Vous êtes encore bien loin, petite marraine, de l’affreux calme auquel je me résigne. Mais vous grandirez infailliblement. Vous êtes toujours bonne en ne m’en voulant pas de ce que je ne suis pas allé vous voir, mais cette bonté n’est que justice. — Le monde ! les petites cancanneries, les gros rieurs sur une chaise qui craque en tendant son dessous de pied et en regardant sa botte, cette vie de coups d’épingles ! Ohime ! il y a eu quelqu’un avec un front penseur et des yeux troublants qui m’a persuadé et fait croire pendant quelque temps que je pourrais vivre dans ce baquet... Vous m’avez donné l’exemple des petits points. Et, au fait, pourquoi ne pas cultiver cette réticence écrite ? c’est un moyen (voir les Mémoires de la comtesse Merlin).

Votre petit mot, madame, sur la réponse à Becker m’a fait plaisir et m’a été plus sensible que ne me le seraient les reproches de feu Becquet, mort glorieusement,
comme le frère Glocester, dans un tonneau quelconque.

Mais toutes mes Omphales, créoles, Amandines, vous m’en donnez, il me semble, un peu beaucoup. La capitale phosphore ne saurait avoir, sous aucun prétexte, tant de sous-préfectures. Je ne fais cependant point difficulté de vous dire que j’ai rencontré une créature d’une laideur fantastique, qui ressemble comme deux gouttes d’eau à... et voyez un peu, qu’est-ce que le bon Dieu penserait, si je lui disais que c’est à peu près la même chose ?

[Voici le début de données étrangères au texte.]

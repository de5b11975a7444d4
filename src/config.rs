//! Configuration loader and schema types.
//!
//! This module exposes the settings schema (theme, player and control
//! tunables) and helpers to locate the config and session files on disk.

mod load;
mod schema;

pub use load::resolve_state_path;
pub use schema::*;
//! UI rendering helpers for the terminal user interface.
//!
//! This module contains functions to render the TUI using `ratatui`. The
//! same [`layout`] drives both drawing and mouse hit-testing so a click always
//! lands on the row that was drawn under it.

use std::time::Duration;

use ratatui::{
    Frame,
    layout::{Constraint, Direction, Layout, Rect},
    style::{Color, Modifier, Style},
    text::{Line, Span},
    widgets::{Block, BorderType, Borders, Paragraph},
};

use crate::app::{App, Focus, InputMode};
use crate::config::{BorderStyle, Settings};

/// Title and subtitle rows at the top of each pane, inside the border.
pub const HEADER_ROWS: u16 = 2;
const MIN_ROWS: usize = 5;
/// Everything that is not a list row: pane borders and headers, the progress
/// line and the help line.
const CHROME_ROWS: u16 = 2 + HEADER_ROWS + 2;

const DEFAULT_ACCENT: Color = Color::Rgb(0x00, 0xff, 0xff);
const DEFAULT_CURSOR_BG: Color = Color::Rgb(0x00, 0x55, 0x55);

const HELP: &str = "[/] search | [tab] pane | [enter] open/play | [space] pause | [,/.] seek \
                    | [-/+] volume | [n] next | [F2] add | [F3] remove | [F5] clear | [q] quit \
                    | [Q] quit & remember";

/// Colors and border shape resolved from the settings.
#[derive(Debug, Clone, Copy, PartialEq, Eq)]
pub struct Theme {
    pub accent: Color,
    pub cursor_bg: Color,
    pub border: BorderType,
}

impl Default for Theme {
    fn default() -> Self {
        Self {
            accent: DEFAULT_ACCENT,
            cursor_bg: DEFAULT_CURSOR_BG,
            border: BorderType::Rounded,
        }
    }
}

impl Theme {
    /// Invalid colors fall back to their defaults one by one.
    pub fn from_settings(settings: &Settings) -> Self {
        Self {
            accent: parse_hex(&settings.theme_color).unwrap_or(DEFAULT_ACCENT),
            cursor_bg: parse_hex(&settings.bg_cursor).unwrap_or(DEFAULT_CURSOR_BG),
            border: match settings.border_style {
                BorderStyle::Double => BorderType::Double,
                BorderStyle::Rounded => BorderType::Rounded,
            },
        }
    }
}

/// Parse `#RRGGBB`.
pub fn parse_hex(s: &str) -> Option<Color> {
    let hex = s.trim().strip_prefix('#')?;
    if hex.len() != 6 || !hex.is_ascii() {
        return None;
    }
    let channel = |i: usize| u8::from_str_radix(&hex[i..i + 2], 16).ok();
    Some(Color::Rgb(channel(0)?, channel(2)?, channel(4)?))
}

/// List rows per pane for a terminal `height` rows tall.
pub fn visible_rows(height: u16) -> usize {
    usize::from(height.saturating_sub(CHROME_ROWS)).max(MIN_ROWS)
}

/// Screen regions of one frame.
#[derive(Debug, Clone, Copy, PartialEq, Eq)]
pub struct Areas {
    pub browser: Rect,
    pub playlist: Rect,
    pub progress: Rect,
    pub help: Rect,
}

impl Areas {
    fn pane(&self, pane: Focus) -> Rect {
        match pane {
            Focus::Browser => self.browser,
            Focus::Playlist => self.playlist,
        }
    }

    /// Map a screen cell to `(pane, visible row)`; `None` outside the list rows.
    pub fn hit_test(&self, column: u16, row: u16) -> Option<(Focus, usize)> {
        [Focus::Browser, Focus::Playlist].into_iter().find_map(|pane| {
            let r = self.pane(pane);
            let first = r.y + 1 + HEADER_ROWS;
            let last = (r.y + r.height).saturating_sub(1);
            let inside = column > r.x && column + 1 < r.x + r.width;
            (inside && row >= first && row < last).then(|| (pane, usize::from(row - first)))
        })
    }
}

/// Split `area` into two side-by-side panes showing `rows` list rows each,
/// then a progress line and a help line.
pub fn layout(area: Rect, rows: usize) -> Areas {
    let pane_height = u16::try_from(rows)
        .unwrap_or(u16::MAX)
        .saturating_add(2 + HEADER_ROWS);
    let chunks = Layout::default()
        .direction(Direction::Vertical)
        .constraints([
            Constraint::Length(pane_height),
            Constraint::Length(1),
            Constraint::Length(1),
            Constraint::Min(0),
        ])
        .split(area);
    let panes = Layout::default()
        .direction(Direction::Horizontal)
        .constraints([Constraint::Percentage(50), Constraint::Percentage(50)])
        .split(chunks[0]);

    Areas {
        browser: panes[0],
        playlist: panes[1],
        progress: chunks[1],
        help: chunks[2],
    }
}

/// Format a `Duration` as `MM:SS`.
fn format_mmss(d: Duration) -> String {
    let secs = d.as_secs();
    format!("{:02}:{:02}", secs / 60, secs % 60)
}

fn seconds(secs: f64) -> Duration {
    Duration::try_from_secs_f64(secs.max(0.0)).unwrap_or_default()
}

struct PaneView<'a> {
    title: &'a str,
    subtitle: String,
    rows: Vec<Line<'a>>,
}

fn draw_pane(frame: &mut Frame, area: Rect, view: PaneView<'_>, focused: bool, theme: &Theme) {
    let border_color = if focused { theme.accent } else { Color::DarkGray };
    let block = Block::default()
        .borders(Borders::ALL)
        .border_type(theme.border)
        .border_style(Style::default().fg(border_color));

    let mut lines = Vec::with_capacity(view.rows.len() + 2);
    lines.push(Line::styled(
        view.title,
        Style::default()
            .fg(theme.accent)
            .add_modifier(Modifier::BOLD),
    ));
    lines.push(Line::styled(
        view.subtitle,
        Style::default().fg(Color::DarkGray),
    ));
    lines.extend(view.rows);

    frame.render_widget(Paragraph::new(lines).block(block), area);
}

fn browser_view<'a>(app: &'a App, theme: &Theme) -> PaneView<'a> {
    let cursor = app.browser_cursor;
    let focused = app.focus == Focus::Browser;
    let rows = app
        .browser
        .iter()
        .enumerate()
        .skip(cursor.offset)
        .take(app.height)
        .map(|(i, entry)| {
            let mut style = Style::default();
            if entry.is_dir {
                style = style.fg(theme.accent);
            }
            if focused && i == cursor.selected {
                style = style.bg(theme.cursor_bg).add_modifier(Modifier::BOLD);
            }
            let name = if entry.is_dir && !entry.is_parent {
                format!("{}/", entry.name)
            } else {
                entry.name.clone()
            };
            Line::styled(format!(" {name}"), style)
        })
        .collect();

    PaneView {
        title: "FILE BROWSER",
        subtitle: app.session.cwd.display().to_string(),
        rows,
    }
}

fn playlist_view<'a>(app: &'a App, theme: &Theme) -> PaneView<'a> {
    let cursor = app.playlist_cursor;
    let focused = app.focus == Focus::Playlist;
    let current = app.session.playlist.current();
    let rows = app
        .playlist_rows
        .iter()
        .enumerate()
        .skip(cursor.offset)
        .take(app.height)
        .map(|(i, row)| {
            let playing = current == Some(row.index);
            let mut style = Style::default();
            if playing {
                style = style.fg(theme.accent).add_modifier(Modifier::UNDERLINED);
            }
            if focused && i == cursor.selected {
                style = style.bg(theme.cursor_bg).add_modifier(Modifier::BOLD);
            }
            let marker = if playing { '▶' } else { ' ' };
            Line::styled(format!("{marker}{:>3}. {}", row.index + 1, row.name), style)
        })
        .collect();

    let count = app.session.playlist.len();
    PaneView {
        title: "PLAYLIST",
        subtitle: format!("{count} track{}", if count == 1 { "" } else { "s" }),
        rows,
    }
}

fn progress_line(app: &App, width: u16, theme: &Theme) -> Line<'static> {
    let position = app.position;
    let readout = format!(
        " {} / {}  VOL: {}%",
        format_mmss(seconds(position.elapsed)),
        format_mmss(seconds(position.duration)),
        app.session.volume
    );
    let bar_width = usize::from(width).saturating_sub(readout.chars().count());
    let filled = (position.ratio() * bar_width as f64).round() as usize;
    let filled = filled.min(bar_width);

    Line::from(vec![
        Span::styled("━".repeat(filled), Style::default().fg(theme.accent)),
        Span::styled(
            "─".repeat(bar_width - filled),
            Style::default().fg(Color::DarkGray),
        ),
        Span::raw(readout),
    ])
}

/// Render the entire UI into the provided `frame` using `app` state.
pub fn draw(frame: &mut Frame, app: &App, theme: &Theme) {
    let areas = layout(frame.area(), app.height);

    draw_pane(
        frame,
        areas.browser,
        browser_view(app, theme),
        app.focus == Focus::Browser,
        theme,
    );
    draw_pane(
        frame,
        areas.playlist,
        playlist_view(app, theme),
        app.focus == Focus::Playlist,
        theme,
    );

    frame.render_widget(
        Paragraph::new(progress_line(app, areas.progress.width, theme)),
        areas.progress,
    );

    let help = match app.mode {
        InputMode::Search => Line::styled(
            format!("SEARCH: {}", app.search),
            Style::default().fg(theme.accent),
        ),
        InputMode::Normal => Line::styled(HELP, Style::default().fg(Color::DarkGray)),
    };
    frame.render_widget(Paragraph::new(help), areas.help);
}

J’ai écrit à Uranie, et fort écrit. Mais il y a une destinée. Cela n’a pas pris jadis, et cela a beau vouloir prendre ; mais, décidément : « Thou can’s not speak of what thou dost not feel », dit Roméo.

Je joue beaucoup aux échecs. Vous devriez apprendre quelque jeu, je vous assure, le whist ou les honchets, c’est très calmant et très sain en été.

Farewell, ma chère marraine. Quand vous vous souviendrez de moi,

Songez que je vous aimerai toujours.